▶ Exercise goal: Retype the whole listing below precisely.

▶ Listed records:
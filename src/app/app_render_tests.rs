//! Tests for UI rendering

use super::*;
use crate::backend::RecommendError;
use crate::submission::GENERIC_ERROR_MESSAGE;
use crate::submission::worker::RecommendResponse;
use crate::test_utils::test_helpers::{buffer_text, render_app, test_app, wired_app};
use std::time::{Duration, Instant};

const TEST_WIDTH: u16 = 80;
const TEST_HEIGHT: u16 = 24;

fn snapshot_with(results: &[&str], pending: bool, error: Option<&str>) -> SubmissionSnapshot {
    SubmissionSnapshot {
        query_text: String::new(),
        is_input_invalid: false,
        is_pending: pending,
        results: results.iter().map(|s| s.to_string()).collect(),
        error_message: error.map(str::to_string),
    }
}

fn line_text(line: &Line) -> String {
    line.spans.iter().map(|span| span.content.as_ref()).collect()
}

#[test]
fn test_idle_screen() {
    let mut app = test_app();
    let text = buffer_text(&render_app(&mut app, TEST_WIDTH, TEST_HEIGHT));

    assert!(text.contains(TITLE));
    assert!(text.contains("Enter Disease"));
    assert!(text.contains("Esc: quit"));
    assert!(!text.contains(RESULTS_HEADING));
    assert!(!text.contains(WAITING_TEXT));
}

#[test]
fn test_invalid_input_shows_message_and_red_border() {
    let mut app = test_app();
    app.submit();

    let buffer = render_app(&mut app, TEST_WIDTH, TEST_HEIGHT);
    let text = buffer_text(&buffer);

    assert!(text.contains("Please enter the disease name"));
    // Input box starts below the 3-line title
    assert_eq!(buffer[(0, 3)].fg, Color::Red);
}

#[test]
fn test_valid_input_border_is_not_red() {
    let mut app = test_app();
    let buffer = render_app(&mut app, TEST_WIDTH, TEST_HEIGHT);
    assert_eq!(buffer[(0, 3)].fg, Color::Cyan);
}

#[test]
fn test_pending_shows_spinner() {
    let mut app = test_app();
    app.set_input_text("back pain");
    app.submit();

    let text = buffer_text(&render_app(&mut app, TEST_WIDTH, TEST_HEIGHT));

    assert!(text.contains(WAITING_TEXT));
    assert!(text.contains(SPINNER_FRAMES[0]));
}

#[test]
fn test_results_are_listed() {
    let mut wired = wired_app();
    let start = Instant::now();
    wired.app.controller.submit_at("back pain", start);
    wired.app.tick_at(start + Duration::from_millis(500));
    wired
        .responses
        .send(RecommendResponse {
            request_id: 1,
            outcome: Ok(vec!["downward dog".to_string(), "WARRIOR POSE".to_string()]),
        })
        .unwrap();
    wired.app.tick_at(start + Duration::from_millis(600));

    let text = buffer_text(&render_app(&mut wired.app, TEST_WIDTH, TEST_HEIGHT));

    assert!(text.contains(RESULTS_HEADING));
    assert!(text.contains("• Downward Dog"));
    assert!(text.contains("• Warrior Pose"));
    assert!(!text.contains(WAITING_TEXT));
}

#[test]
fn test_failure_shows_generic_message_only() {
    let mut wired = wired_app();
    let start = Instant::now();
    wired.app.controller.submit_at("back pain", start);
    wired.app.tick_at(start + Duration::from_millis(500));
    wired
        .responses
        .send(RecommendResponse {
            request_id: 1,
            outcome: Err(RecommendError::Api {
                code: 502,
                message: "upstream exploded".to_string(),
            }),
        })
        .unwrap();
    wired.app.tick_at(start + Duration::from_millis(600));

    let text = buffer_text(&render_app(&mut wired.app, TEST_WIDTH, TEST_HEIGHT));

    assert!(text.contains(GENERIC_ERROR_MESSAGE));
    assert!(!text.contains("upstream exploded"));
    assert!(!text.contains("502"));
}

#[test]
fn test_config_warning_replaces_help() {
    let mut app = test_app();
    app.config_warning = Some("Invalid config file; using defaults".to_string());

    let text = buffer_text(&render_app(&mut app, TEST_WIDTH, TEST_HEIGHT));

    assert!(text.contains("Invalid config file; using defaults"));
    assert!(!text.contains("Esc: quit"));
}

#[test]
fn test_render_updates_scroll_bounds() {
    let mut app = test_app();
    render_app(&mut app, TEST_WIDTH, TEST_HEIGHT);
    // 24 rows - title 3 - input 3 - message 1 - status 1 - borders 2
    assert_eq!(app.results_scroll.viewport_height, 14);
    assert_eq!(app.results_scroll.max_offset, 0);
}

#[test]
fn test_body_lines_order() {
    let snapshot = snapshot_with(&["Tree Pose"], true, Some(GENERIC_ERROR_MESSAGE));
    let lines = body_lines(&snapshot, 80, 0);
    let texts: Vec<String> = lines.iter().map(line_text).collect();

    assert_eq!(texts[0], RESULTS_HEADING);
    assert_eq!(texts[1], "  • Tree Pose");
    assert!(texts[2].ends_with(WAITING_TEXT));
    assert_eq!(texts[3], GENERIC_ERROR_MESSAGE);
}

#[test]
fn test_body_lines_empty_when_idle() {
    let snapshot = snapshot_with(&[], false, None);
    assert!(body_lines(&snapshot, 80, 0).is_empty());
}

#[test]
fn test_spinner_cycles_with_frame_count() {
    let snapshot = snapshot_with(&[], true, None);
    let first = line_text(&body_lines(&snapshot, 80, 0)[0]);
    let second = line_text(&body_lines(&snapshot, 80, 1)[0]);
    let wrapped = line_text(&body_lines(&snapshot, 80, SPINNER_FRAMES.len() as u64)[0]);

    assert_ne!(first, second);
    assert_eq!(first, wrapped);
}

#[test]
fn test_long_results_are_truncated() {
    let long = "a".repeat(100);
    let snapshot = snapshot_with(&[&long], false, None);
    let lines = body_lines(&snapshot, 20, 0);

    let item = line_text(&lines[1]);
    assert_eq!(item.width(), 20);
    assert!(item.ends_with('…'));
}

#[test]
fn test_truncate_to_width() {
    assert_eq!(truncate_to_width("short", 10), "short");
    assert_eq!(truncate_to_width("exactly10!", 10), "exactly10!");
    assert_eq!(truncate_to_width("abcdefghijk", 5), "abcd…");
    assert_eq!(truncate_to_width("abc", 0), "");
}

#[test]
fn test_truncate_counts_display_width() {
    // Each CJK character is two columns wide
    let result = truncate_to_width("日本語のポーズ", 6);
    assert_eq!(result, "日本…");
    assert!(result.width() <= 6);
}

▶ Solution for this task:
filename src/app/app_render_tests.rs
//! Tests for UI rendering

use super::*;
use crate::backend::RecommendError;
use crate::submission::GENERIC_ERROR_MESSAGE;
use crate::submission::worker::RecommendResponse;
use crate::test_utils::test_helpers::{buffer_text, render_app, test_app, wired_app};
use std::time::{Duration, Instant};

const TEST_WIDTH: u16 = 80;
const TEST_HEIGHT: u16 = 24;

fn snapshot_with(results: &[&str], pending: bool, error: Option<&str>) -> SubmissionSnapshot {
    SubmissionSnapshot {
        query_text: String::new(),
        is_input_invalid: false,
        is_pending: pending,
        results: results.iter().map(|s| s.to_string()).collect(),
        error_message: error.map(str::to_string),
    }
}

fn line_text(line: &Line) -> String {
    line.spans.iter().map(|span| span.content.as_ref()).collect()
}

#[test]
fn test_idle_screen() {
    let mut app = test_app();
    let text = buffer_text(&render_app(&mut app, TEST_WIDTH, TEST_HEIGHT));

    assert!(text.contains(TITLE));
    assert!(text.contains("Enter Disease"));
    assert!(text.contains("Esc: quit"));
    assert!(!text.contains(RESULTS_HEADING));
    assert!(!text.contains(WAITING_TEXT));
}

#[test]
fn test_invalid_input_shows_message_and_red_border() {
    let mut app = test_app();
    app.submit();

    let buffer = render_app(&mut app, TEST_WIDTH, TEST_HEIGHT);
    let text = buffer_text(&buffer);

    assert!(text.contains("Please enter the disease name"));
    // Input box starts below the 3-line title
    assert_eq!(buffer[(0, 3)].fg, Color::Red);
}

#[test]
fn test_valid_input_border_is_not_red() {
    let mut app = test_app();
    let buffer = render_app(&mut app, TEST_WIDTH, TEST_HEIGHT);
    assert_eq!(buffer[(0, 3)].fg, Color::Cyan);
}

#[test]
fn test_pending_shows_spinner() {
    let mut app = test_app();
    app.set_input_text("back pain");
    app.submit();

    let text = buffer_text(&render_app(&mut app, TEST_WIDTH, TEST_HEIGHT));

    assert!(text.contains(WAITING_TEXT));
    assert!(text.contains(SPINNER_FRAMES[0]));
}

#[test]
fn test_results_are_listed() {
    let mut wired = wired_app();
    let start = Instant::now();
    wired.app.controller.submit_at("back pain", start);
    wired.app.tick_at(start + Duration::from_millis(500));
    wired
        .responses
        .send(RecommendResponse {
            request_id: 1,
            outcome: Ok(vec!["downward dog".to_string(), "WARRIOR POSE".to_string()]),
        })
        .unwrap();
    wired.app.tick_at(start + Duration::from_millis(600));

    let text = buffer_text(&render_app(&mut wired.app, TEST_WIDTH, TEST_HEIGHT));

    assert!(text.contains(RESULTS_HEADING));
    assert!(text.contains("• Downward Dog"));
    assert!(text.contains("• Warrior Pose"));
    assert!(!text.contains(WAITING_TEXT));
}

#[test]
fn test_failure_shows_generic_message_only() {
    let mut wired = wired_app();
    let start = Instant::now();
    wired.app.controller.submit_at("back pain", start);
    wired.app.tick_at(start + Duration::from_millis(500));
    wired
        .responses
        .send(RecommendResponse {
            request_id: 1,
            outcome: Err(RecommendError::Api {
                code: 502,
                message: "upstream exploded".to_string(),
            }),
        })
        .unwrap();
    wired.app.tick_at(start + Duration::from_millis(600));

    let text = buffer_text(&render_app(&mut wired.app, TEST_WIDTH, TEST_HEIGHT));

    assert!(text.contains(GENERIC_ERROR_MESSAGE));
    assert!(!text.contains("upstream exploded"));
    assert!(!text.contains("502"));
}

#[test]
fn test_config_warning_replaces_help() {
    let mut app = test_app();
    app.config_warning = Some("Invalid config file; using defaults".to_string());

    let text = buffer_text(&render_app(&mut app, TEST_WIDTH, TEST_HEIGHT));

    assert!(text.contains("Invalid config file; using defaults"));
    assert!(!text.contains("Esc: quit"));
}

#[test]
fn test_render_updates_scroll_bounds() {
    let mut app = test_app();
    render_app(&mut app, TEST_WIDTH, TEST_HEIGHT);
    // 24 rows - title 3 - input 3 - message 1 - status 1 - borders 2
    assert_eq!(app.results_scroll.viewport_height, 14);
    assert_eq!(app.results_scroll.max_offset, 0);
}

#[test]
fn test_body_lines_order() {
    let snapshot = snapshot_with(&["Tree Pose"], true, Some(GENERIC_ERROR_MESSAGE));
    let lines = body_lines(&snapshot, 80, 0);
    let texts: Vec<String> = lines.iter().map(line_text).collect();

    assert_eq!(texts[0], RESULTS_HEADING);
    assert_eq!(texts[1], "  • Tree Pose");
    assert!(texts[2].ends_with(WAITING_TEXT));
    assert_eq!(texts[3], GENERIC_ERROR_MESSAGE);
}

#[test]
fn test_body_lines_empty_when_idle() {
    let snapshot = snapshot_with(&[], false, None);
    assert!(body_lines(&snapshot, 80, 0).is_empty());
}

#[test]
fn test_spinner_cycles_with_frame_count() {
    let snapshot = snapshot_with(&[], true, None);
    let first = line_text(&body_lines(&snapshot, 80, 0)[0]);
    let second = line_text(&body_lines(&snapshot, 80, 1)[0]);
    let wrapped = line_text(&body_lines(&snapshot, 80, SPINNER_FRAMES.len() as u64)[0]);

    assert_ne!(first, second);
    assert_eq!(first, wrapped);
}

#[test]
fn test_long_results_are_truncated() {
    let long = "a".repeat(100);
    let snapshot = snapshot_with(&[&long], false, None);
    let lines = body_lines(&snapshot, 20, 0);

    let item = line_text(&lines[1]);
    assert_eq!(item.width(), 20);
    assert!(item.ends_with('…'));
}

#[test]
fn test_truncate_to_width() {
    assert_eq!(truncate_to_width("short", 10), "short");
    assert_eq!(truncate_to_width("exactly10!", 10), "exactly10!");
    assert_eq!(truncate_to_width("abcdefghijk", 5), "abcd…");
    assert_eq!(truncate_to_width("abc", 0), "");
}

#[test]
fn test_truncate_counts_display_width() {
    // Each CJK character is two columns wide
    let result = truncate_to_width("日本語のポーズ", 6);
    assert_eq!(result, "日本…");
    assert!(result.width() <= 6);
}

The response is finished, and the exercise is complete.